Show every line of the records below that contains the word "derive".

Saved data entries:
****************************************

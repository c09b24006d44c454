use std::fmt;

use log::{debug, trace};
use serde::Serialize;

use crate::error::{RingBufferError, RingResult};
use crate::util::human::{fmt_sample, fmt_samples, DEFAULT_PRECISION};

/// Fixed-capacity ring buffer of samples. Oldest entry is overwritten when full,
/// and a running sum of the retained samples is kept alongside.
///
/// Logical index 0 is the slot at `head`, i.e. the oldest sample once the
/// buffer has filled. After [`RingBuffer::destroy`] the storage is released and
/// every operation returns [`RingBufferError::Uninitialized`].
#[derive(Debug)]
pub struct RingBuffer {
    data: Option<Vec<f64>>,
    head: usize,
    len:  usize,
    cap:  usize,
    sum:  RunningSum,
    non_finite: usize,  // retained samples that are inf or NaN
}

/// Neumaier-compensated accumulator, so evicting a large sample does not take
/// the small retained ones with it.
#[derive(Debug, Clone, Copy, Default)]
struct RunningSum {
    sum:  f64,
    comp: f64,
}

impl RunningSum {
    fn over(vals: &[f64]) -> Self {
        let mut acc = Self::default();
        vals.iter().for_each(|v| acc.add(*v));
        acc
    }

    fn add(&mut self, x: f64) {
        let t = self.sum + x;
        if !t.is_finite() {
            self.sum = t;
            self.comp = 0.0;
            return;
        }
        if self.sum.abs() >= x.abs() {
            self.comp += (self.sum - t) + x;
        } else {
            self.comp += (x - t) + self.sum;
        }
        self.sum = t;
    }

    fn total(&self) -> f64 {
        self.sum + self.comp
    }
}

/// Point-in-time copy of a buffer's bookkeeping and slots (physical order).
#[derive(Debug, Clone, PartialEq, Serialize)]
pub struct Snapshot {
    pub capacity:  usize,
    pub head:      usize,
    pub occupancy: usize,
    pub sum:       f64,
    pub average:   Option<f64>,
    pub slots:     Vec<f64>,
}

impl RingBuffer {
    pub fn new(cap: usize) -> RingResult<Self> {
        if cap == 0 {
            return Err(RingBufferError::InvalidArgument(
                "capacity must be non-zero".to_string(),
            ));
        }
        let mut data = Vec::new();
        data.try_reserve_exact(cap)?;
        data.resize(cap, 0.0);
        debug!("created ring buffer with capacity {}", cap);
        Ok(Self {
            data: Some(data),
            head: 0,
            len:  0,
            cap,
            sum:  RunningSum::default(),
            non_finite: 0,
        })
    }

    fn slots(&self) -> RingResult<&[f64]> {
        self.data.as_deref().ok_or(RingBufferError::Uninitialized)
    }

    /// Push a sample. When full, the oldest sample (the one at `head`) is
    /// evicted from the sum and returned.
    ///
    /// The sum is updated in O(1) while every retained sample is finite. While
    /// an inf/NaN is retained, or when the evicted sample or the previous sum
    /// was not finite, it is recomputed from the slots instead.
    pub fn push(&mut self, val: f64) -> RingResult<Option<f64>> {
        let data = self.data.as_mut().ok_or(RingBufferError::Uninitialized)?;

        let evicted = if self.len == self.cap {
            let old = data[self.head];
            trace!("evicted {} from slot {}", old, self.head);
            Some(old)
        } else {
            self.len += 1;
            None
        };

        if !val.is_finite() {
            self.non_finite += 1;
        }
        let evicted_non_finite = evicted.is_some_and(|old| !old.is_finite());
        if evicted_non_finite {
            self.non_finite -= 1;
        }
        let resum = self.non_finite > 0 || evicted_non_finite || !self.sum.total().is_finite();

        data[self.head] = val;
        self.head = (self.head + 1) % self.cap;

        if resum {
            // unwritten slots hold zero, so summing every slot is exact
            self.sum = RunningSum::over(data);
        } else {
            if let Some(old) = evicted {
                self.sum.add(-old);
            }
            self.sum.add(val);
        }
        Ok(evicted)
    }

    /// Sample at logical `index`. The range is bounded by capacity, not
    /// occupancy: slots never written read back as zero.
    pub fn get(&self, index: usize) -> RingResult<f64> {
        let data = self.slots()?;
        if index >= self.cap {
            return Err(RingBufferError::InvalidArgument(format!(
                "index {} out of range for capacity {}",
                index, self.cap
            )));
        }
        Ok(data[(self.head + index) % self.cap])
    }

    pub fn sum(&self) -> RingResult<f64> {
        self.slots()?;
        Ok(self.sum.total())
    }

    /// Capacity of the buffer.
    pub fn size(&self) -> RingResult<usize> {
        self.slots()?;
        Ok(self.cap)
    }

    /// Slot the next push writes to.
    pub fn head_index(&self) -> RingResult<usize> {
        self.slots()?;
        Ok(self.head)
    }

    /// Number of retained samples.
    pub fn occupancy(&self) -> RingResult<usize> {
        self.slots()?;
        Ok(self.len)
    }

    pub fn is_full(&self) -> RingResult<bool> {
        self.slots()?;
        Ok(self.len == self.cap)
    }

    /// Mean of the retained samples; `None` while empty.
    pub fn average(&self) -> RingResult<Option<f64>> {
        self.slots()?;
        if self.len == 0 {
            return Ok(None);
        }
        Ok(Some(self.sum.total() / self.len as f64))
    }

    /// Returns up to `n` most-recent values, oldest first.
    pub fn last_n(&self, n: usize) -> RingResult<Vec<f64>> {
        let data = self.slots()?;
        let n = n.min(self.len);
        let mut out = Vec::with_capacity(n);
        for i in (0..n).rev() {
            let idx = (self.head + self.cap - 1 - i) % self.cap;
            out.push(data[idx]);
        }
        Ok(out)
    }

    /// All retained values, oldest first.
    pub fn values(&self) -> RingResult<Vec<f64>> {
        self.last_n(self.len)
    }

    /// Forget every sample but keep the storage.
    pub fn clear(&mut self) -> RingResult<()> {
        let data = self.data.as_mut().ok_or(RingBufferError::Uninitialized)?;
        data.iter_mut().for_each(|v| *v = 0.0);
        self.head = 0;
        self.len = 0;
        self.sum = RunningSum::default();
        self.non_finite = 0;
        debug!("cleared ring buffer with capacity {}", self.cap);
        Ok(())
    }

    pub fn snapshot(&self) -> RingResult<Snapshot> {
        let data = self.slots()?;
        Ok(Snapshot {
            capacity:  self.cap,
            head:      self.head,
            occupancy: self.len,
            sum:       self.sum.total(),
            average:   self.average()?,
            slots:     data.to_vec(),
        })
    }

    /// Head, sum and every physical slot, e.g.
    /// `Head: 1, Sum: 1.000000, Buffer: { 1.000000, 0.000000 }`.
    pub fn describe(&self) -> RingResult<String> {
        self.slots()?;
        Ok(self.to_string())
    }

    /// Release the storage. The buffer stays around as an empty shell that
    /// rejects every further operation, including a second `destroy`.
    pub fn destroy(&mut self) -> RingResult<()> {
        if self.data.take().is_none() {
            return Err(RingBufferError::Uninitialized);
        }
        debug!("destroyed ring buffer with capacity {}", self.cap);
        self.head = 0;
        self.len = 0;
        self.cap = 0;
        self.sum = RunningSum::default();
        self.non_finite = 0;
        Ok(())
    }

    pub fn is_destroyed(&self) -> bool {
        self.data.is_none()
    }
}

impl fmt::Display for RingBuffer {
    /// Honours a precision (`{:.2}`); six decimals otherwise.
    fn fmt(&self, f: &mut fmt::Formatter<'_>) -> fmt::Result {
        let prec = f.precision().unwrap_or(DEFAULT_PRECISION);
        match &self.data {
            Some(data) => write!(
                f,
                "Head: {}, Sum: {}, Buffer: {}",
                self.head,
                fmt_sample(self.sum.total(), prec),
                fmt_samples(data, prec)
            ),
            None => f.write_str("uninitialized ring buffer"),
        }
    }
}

****************************************

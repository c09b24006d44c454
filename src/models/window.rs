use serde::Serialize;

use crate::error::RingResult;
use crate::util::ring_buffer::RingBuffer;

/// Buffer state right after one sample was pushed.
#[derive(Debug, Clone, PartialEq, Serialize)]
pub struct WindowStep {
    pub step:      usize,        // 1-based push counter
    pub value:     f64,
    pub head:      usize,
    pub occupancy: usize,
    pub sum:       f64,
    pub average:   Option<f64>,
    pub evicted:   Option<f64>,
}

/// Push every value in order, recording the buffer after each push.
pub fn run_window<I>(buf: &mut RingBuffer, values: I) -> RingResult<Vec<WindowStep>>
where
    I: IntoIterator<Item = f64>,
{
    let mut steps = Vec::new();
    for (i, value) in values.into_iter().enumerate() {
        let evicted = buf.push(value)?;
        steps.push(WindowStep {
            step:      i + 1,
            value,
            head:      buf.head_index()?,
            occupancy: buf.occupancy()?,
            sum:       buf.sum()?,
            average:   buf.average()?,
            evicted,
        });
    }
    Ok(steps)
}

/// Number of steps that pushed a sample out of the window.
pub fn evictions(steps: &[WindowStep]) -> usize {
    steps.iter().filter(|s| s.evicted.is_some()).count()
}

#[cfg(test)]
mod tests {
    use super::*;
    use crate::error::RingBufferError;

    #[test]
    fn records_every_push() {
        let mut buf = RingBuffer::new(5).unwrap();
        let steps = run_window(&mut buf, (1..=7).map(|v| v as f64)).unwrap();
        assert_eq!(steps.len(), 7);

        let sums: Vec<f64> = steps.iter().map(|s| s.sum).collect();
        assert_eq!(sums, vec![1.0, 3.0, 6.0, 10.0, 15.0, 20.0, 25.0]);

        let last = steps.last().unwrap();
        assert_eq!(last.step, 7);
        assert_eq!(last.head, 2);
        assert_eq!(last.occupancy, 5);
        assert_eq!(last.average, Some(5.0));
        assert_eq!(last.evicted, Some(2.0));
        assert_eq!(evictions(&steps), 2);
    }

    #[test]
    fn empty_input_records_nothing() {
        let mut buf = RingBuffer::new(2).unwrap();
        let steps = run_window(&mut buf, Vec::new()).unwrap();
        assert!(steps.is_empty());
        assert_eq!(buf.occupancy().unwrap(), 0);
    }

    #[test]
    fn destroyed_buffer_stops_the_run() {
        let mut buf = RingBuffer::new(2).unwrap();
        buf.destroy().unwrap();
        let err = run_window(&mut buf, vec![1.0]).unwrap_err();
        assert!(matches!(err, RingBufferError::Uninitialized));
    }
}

****************************************

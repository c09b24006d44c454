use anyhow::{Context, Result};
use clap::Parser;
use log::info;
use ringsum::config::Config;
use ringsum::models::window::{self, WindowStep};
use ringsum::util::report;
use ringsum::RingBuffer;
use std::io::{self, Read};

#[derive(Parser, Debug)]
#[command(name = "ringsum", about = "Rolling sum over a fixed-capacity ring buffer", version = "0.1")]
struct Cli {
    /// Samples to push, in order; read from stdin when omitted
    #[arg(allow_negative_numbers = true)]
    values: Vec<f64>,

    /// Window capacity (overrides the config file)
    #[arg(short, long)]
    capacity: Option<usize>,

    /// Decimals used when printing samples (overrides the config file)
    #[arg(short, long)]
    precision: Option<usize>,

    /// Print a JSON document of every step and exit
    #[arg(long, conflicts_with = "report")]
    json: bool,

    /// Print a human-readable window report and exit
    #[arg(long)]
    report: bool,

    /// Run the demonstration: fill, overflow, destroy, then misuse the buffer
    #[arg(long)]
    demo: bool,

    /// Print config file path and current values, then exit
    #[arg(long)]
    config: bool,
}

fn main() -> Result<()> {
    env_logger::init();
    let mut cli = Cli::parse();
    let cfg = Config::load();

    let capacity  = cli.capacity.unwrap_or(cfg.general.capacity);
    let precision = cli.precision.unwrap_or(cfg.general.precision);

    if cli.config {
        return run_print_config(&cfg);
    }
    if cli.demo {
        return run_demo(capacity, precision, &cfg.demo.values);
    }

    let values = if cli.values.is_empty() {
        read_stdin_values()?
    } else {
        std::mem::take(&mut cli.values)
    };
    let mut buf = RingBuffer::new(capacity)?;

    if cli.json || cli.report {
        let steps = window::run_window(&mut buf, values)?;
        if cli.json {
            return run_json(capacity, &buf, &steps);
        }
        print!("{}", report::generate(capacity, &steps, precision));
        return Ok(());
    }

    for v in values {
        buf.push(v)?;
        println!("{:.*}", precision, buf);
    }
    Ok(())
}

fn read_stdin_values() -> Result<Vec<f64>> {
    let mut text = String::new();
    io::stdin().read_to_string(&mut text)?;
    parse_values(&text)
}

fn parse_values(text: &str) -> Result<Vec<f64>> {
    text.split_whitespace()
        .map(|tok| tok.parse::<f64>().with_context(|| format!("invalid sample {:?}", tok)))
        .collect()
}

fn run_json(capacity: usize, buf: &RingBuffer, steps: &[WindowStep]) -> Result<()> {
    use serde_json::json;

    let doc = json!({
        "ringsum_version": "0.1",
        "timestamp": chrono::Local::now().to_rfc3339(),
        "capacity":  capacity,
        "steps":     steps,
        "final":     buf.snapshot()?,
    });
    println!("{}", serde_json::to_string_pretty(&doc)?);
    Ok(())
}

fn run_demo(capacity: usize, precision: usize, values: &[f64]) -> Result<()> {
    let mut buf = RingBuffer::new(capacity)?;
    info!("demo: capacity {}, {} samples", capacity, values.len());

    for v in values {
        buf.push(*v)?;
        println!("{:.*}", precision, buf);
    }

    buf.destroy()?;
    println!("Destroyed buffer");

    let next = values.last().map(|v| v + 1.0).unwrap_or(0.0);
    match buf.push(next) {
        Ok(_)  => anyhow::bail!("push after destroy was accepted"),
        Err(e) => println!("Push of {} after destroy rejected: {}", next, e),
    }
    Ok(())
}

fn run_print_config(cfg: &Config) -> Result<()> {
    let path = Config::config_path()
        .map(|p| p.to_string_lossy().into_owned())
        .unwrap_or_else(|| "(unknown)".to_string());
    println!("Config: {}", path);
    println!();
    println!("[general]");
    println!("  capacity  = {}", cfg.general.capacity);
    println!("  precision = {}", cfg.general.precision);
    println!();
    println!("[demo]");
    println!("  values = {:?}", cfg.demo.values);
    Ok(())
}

****************************************

Exercise response
#[derive(Debug)]
#[derive(Debug, Clone, Copy, Default)]
#[derive(Debug, Clone, PartialEq, Serialize)]
#[derive(Debug, Clone, PartialEq, Serialize)]
#[derive(Parser, Debug)]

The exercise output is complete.